Когда пришли первые вести об Альме, Сергей Аксаков начал понимать:
«Наше общественное положение так важно, так страшно, что всякая частность и личность исчезают перед ним. Коротенькое известие от Меншикова о высадке англо-французов, о нашем отступлении вечером за реку и о том, что на другой день мы уже были перед Севастополем, так красноречиво, что прибавлять ничего не нужно: в одну ночь мы отступили или, лучше сказать, ушли несколько десятков верст. Я понимаю, как действует такое отступление на дух войска и чего можно ожидать от армии, которая так несчастно начала свои военные действия. Очевидно, что у нас мало войск в Крыму и что мы не были готовы встретить неприятеля. По моим соображениям, мы должны потерять Севастополь, а вследствие того и флот. Но это бы все ничего: Крым отобьем и флот построим лучше прежнего. Меня сокрушают наши дипломатические действия. Вся Россия признает Нессельроде заклятым своим врагом, и весьма многие называют его изменником. Я не разделяю последнего мнения, но скажу, что его дипломатические ноты до такой степени опозорили, осрамили нашу народную честь, что надобно много времени и много славных дел, чтобы восстановить ее. Последняя его нота, в которой государь отвергает известные четыре условия, предложенные Австрией и Пруссией, написана таким подлейшим тоном, с таким унижением, что я до сих пор не могу опомниться. Мне стыдно, что я русский! И для кого же все это делается? Для Австрии! Для этой вероломной, гнусной, отвратительной Австрии, так недавно спасенной нами. С Кавказа также дурные вести, и даже с Балтийского моря… Да, Константин прав: бог отступился от нас, потому что мы отступились от святого дела веры и братства»[740].

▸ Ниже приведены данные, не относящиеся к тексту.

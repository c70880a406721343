use crate::Context;

#[derive(Debug, PartialEq, Eq)]
pub enum MetaCommandError {
    UnrecognizedCommand,
}

#[derive(Debug, PartialEq, Eq)]
pub enum MetaAction {
    Exit,
    Print(String),
}

pub fn handle_meta_command<const PTES_PER_PAGE: usize, const NR_FRAMES: usize>(
    input: &str,
    ctx: &Context<PTES_PER_PAGE, NR_FRAMES>,
) -> Result<MetaAction, MetaCommandError> {
    let report = match input {
        ".exit" => return Ok(MetaAction::Exit),
        ".ptes" => dump_page_table(ctx),
        ".frames" => dump_frames(ctx),
        ".tlb" => dump_tlb(ctx),
        ".ps" => dump_processes(ctx),
        ".check" => match ctx.check_mapcounts() {
            Ok(()) => String::from("mapcounts consistent"),
            Err(err) => err.to_string(),
        },
        _ => return Err(MetaCommandError::UnrecognizedCommand),
    };
    Ok(MetaAction::Print(report))
}

fn dump_page_table<const PTES_PER_PAGE: usize, const NR_FRAMES: usize>(
    ctx: &Context<PTES_PER_PAGE, NR_FRAMES>,
) -> String {
    let mut out = format!("pid {}\n", ctx.current_pid());
    for (vpn, pte) in ctx.ptbr().iter() {
        out.push_str(&format!(
            "  {:>4} -> {:>4} {}{} {:?}\n",
            vpn,
            pte.pfn.map_or(String::from("-"), |pfn| pfn.to_string()),
            if pte.valid { 'v' } else { '-' },
            if pte.writable { 'w' } else { '-' },
            pte.rights,
        ));
    }
    out
}

fn dump_frames<const PTES_PER_PAGE: usize, const NR_FRAMES: usize>(
    ctx: &Context<PTES_PER_PAGE, NR_FRAMES>,
) -> String {
    let mut out = format!("{} of {} frames free\n", ctx.frames().free_frames(), NR_FRAMES);
    for (pfn, mapcount) in ctx.frames().iter_used() {
        out.push_str(&format!("  {:>4}: {}\n", pfn, mapcount));
    }
    out
}

fn dump_tlb<const PTES_PER_PAGE: usize, const NR_FRAMES: usize>(
    ctx: &Context<PTES_PER_PAGE, NR_FRAMES>,
) -> String {
    let mut out = format!("{} of {} entries used\n", ctx.tlb().len(), ctx.tlb().capacity());
    for entry in ctx.tlb().iter() {
        out.push_str(&format!("  {:>4} -> {:>4}\n", entry.vpn, entry.pfn));
    }
    out
}

fn dump_processes<const PTES_PER_PAGE: usize, const NR_FRAMES: usize>(
    ctx: &Context<PTES_PER_PAGE, NR_FRAMES>,
) -> String {
    ctx.processes()
        .enumerate()
        .map(|(i, process)| {
            format!(
                "{} pid {:>3}: {} pages\n",
                if i == 0 { '*' } else { ' ' },
                process.pid,
                process.page_table.valid_entries()
            )
        })
        .collect()
}
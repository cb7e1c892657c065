//! Scaffold persistence
//!
//! The minimal serializable snapshot surviving process or configuration
//! recreation: toolbar height, scaffold offset, and the strategy name. An
//! empty strategy string means "no strategy configured yet", which is valid,
//! not an error. Restoring may happen before the measurement pass runs; values are
//! stored raw and the usual read clamps apply once bounds arrive.

use serde::{Deserialize, Serialize};

use crate::error::Result;
use crate::scaffold::ScaffoldState;
use crate::strategy::ScrollStrategy;

/// Minimal serializable scaffold state
#[derive(Debug, Clone, PartialEq, Eq, Serialize, Deserialize)]
pub struct ScaffoldSnapshot {
    pub toolbar_height: i32,
    pub offset_y: i32,
    /// Strategy name, or empty when none is configured
    pub strategy: String,
}

impl ScaffoldState {
    /// Capture the minimal persistable state
    pub fn snapshot(&self) -> ScaffoldSnapshot {
        ScaffoldSnapshot {
            toolbar_height: self.toolbar().height().round() as i32,
            offset_y: self.offset_y().round() as i32,
            strategy: self
                .strategy()
                .map(|s| s.as_str().to_string())
                .unwrap_or_default(),
        }
    }

    /// Reapply a snapshot.
    ///
    /// The strategy is restored first since it defines the offset range. An
    /// unrecognized non-empty strategy name is an error and leaves the state
    /// untouched.
    pub fn restore(&mut self, snapshot: &ScaffoldSnapshot) -> Result<()> {
        let strategy = if snapshot.strategy.is_empty() {
            None
        } else {
            Some(snapshot.strategy.parse::<ScrollStrategy>()?)
        };

        self.set_strategy(strategy);
        self.toolbar_mut().write_height(snapshot.toolbar_height as f32);
        self.write_offset(snapshot.offset_y as f32);
        tracing::debug!(?snapshot, "scaffold state restored");
        Ok(())
    }
}
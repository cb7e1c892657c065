//! Crest Animation Engine
//!
//! Spring physics, eased tweens, and a frame-clock scheduler.
//!
//! # Features
//!
//! - **Spring Physics**: RK4-integrated springs with stiffness, damping, mass
//! - **Tweens**: Fixed-duration animations with easing curves
//! - **Scheduler**: One cooperative frame clock ticking every live animation
//! - **Cells**: Cancellable single-value animation targets with an
//!   interrupt-then-replace discipline
//! - **Transitions**: Join several tracks and cancel them as a unit

pub mod cell;
pub mod easing;
pub mod scheduler;
pub mod spring;
pub mod tween;

pub use cell::{AnimatedCell, AnimationSpec, Transition};
pub use easing::Easing;
pub use scheduler::{AnimationScheduler, SchedulerHandle, SpringId, TrackId, TweenId};
pub use spring::{Spring, SpringConfig};
pub use tween::Tween;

Не только Сергей Аксаков, но и другие идейные вожаки славянофилов были весьма удручены:
«Я получил сегодня такое письмо от Самарина, какого и не ожидал: общественное, политическое положение наше привело его в отчаяние… Положение наше отчаянное: Крым должен быть потерян если не навсегда, то на время. Унижение наше достигло высшей степени… Поганая Австрия торжествует и готовится занять Боснию и Герцеговину. Говорят, что Погодин убит нравственно»[741].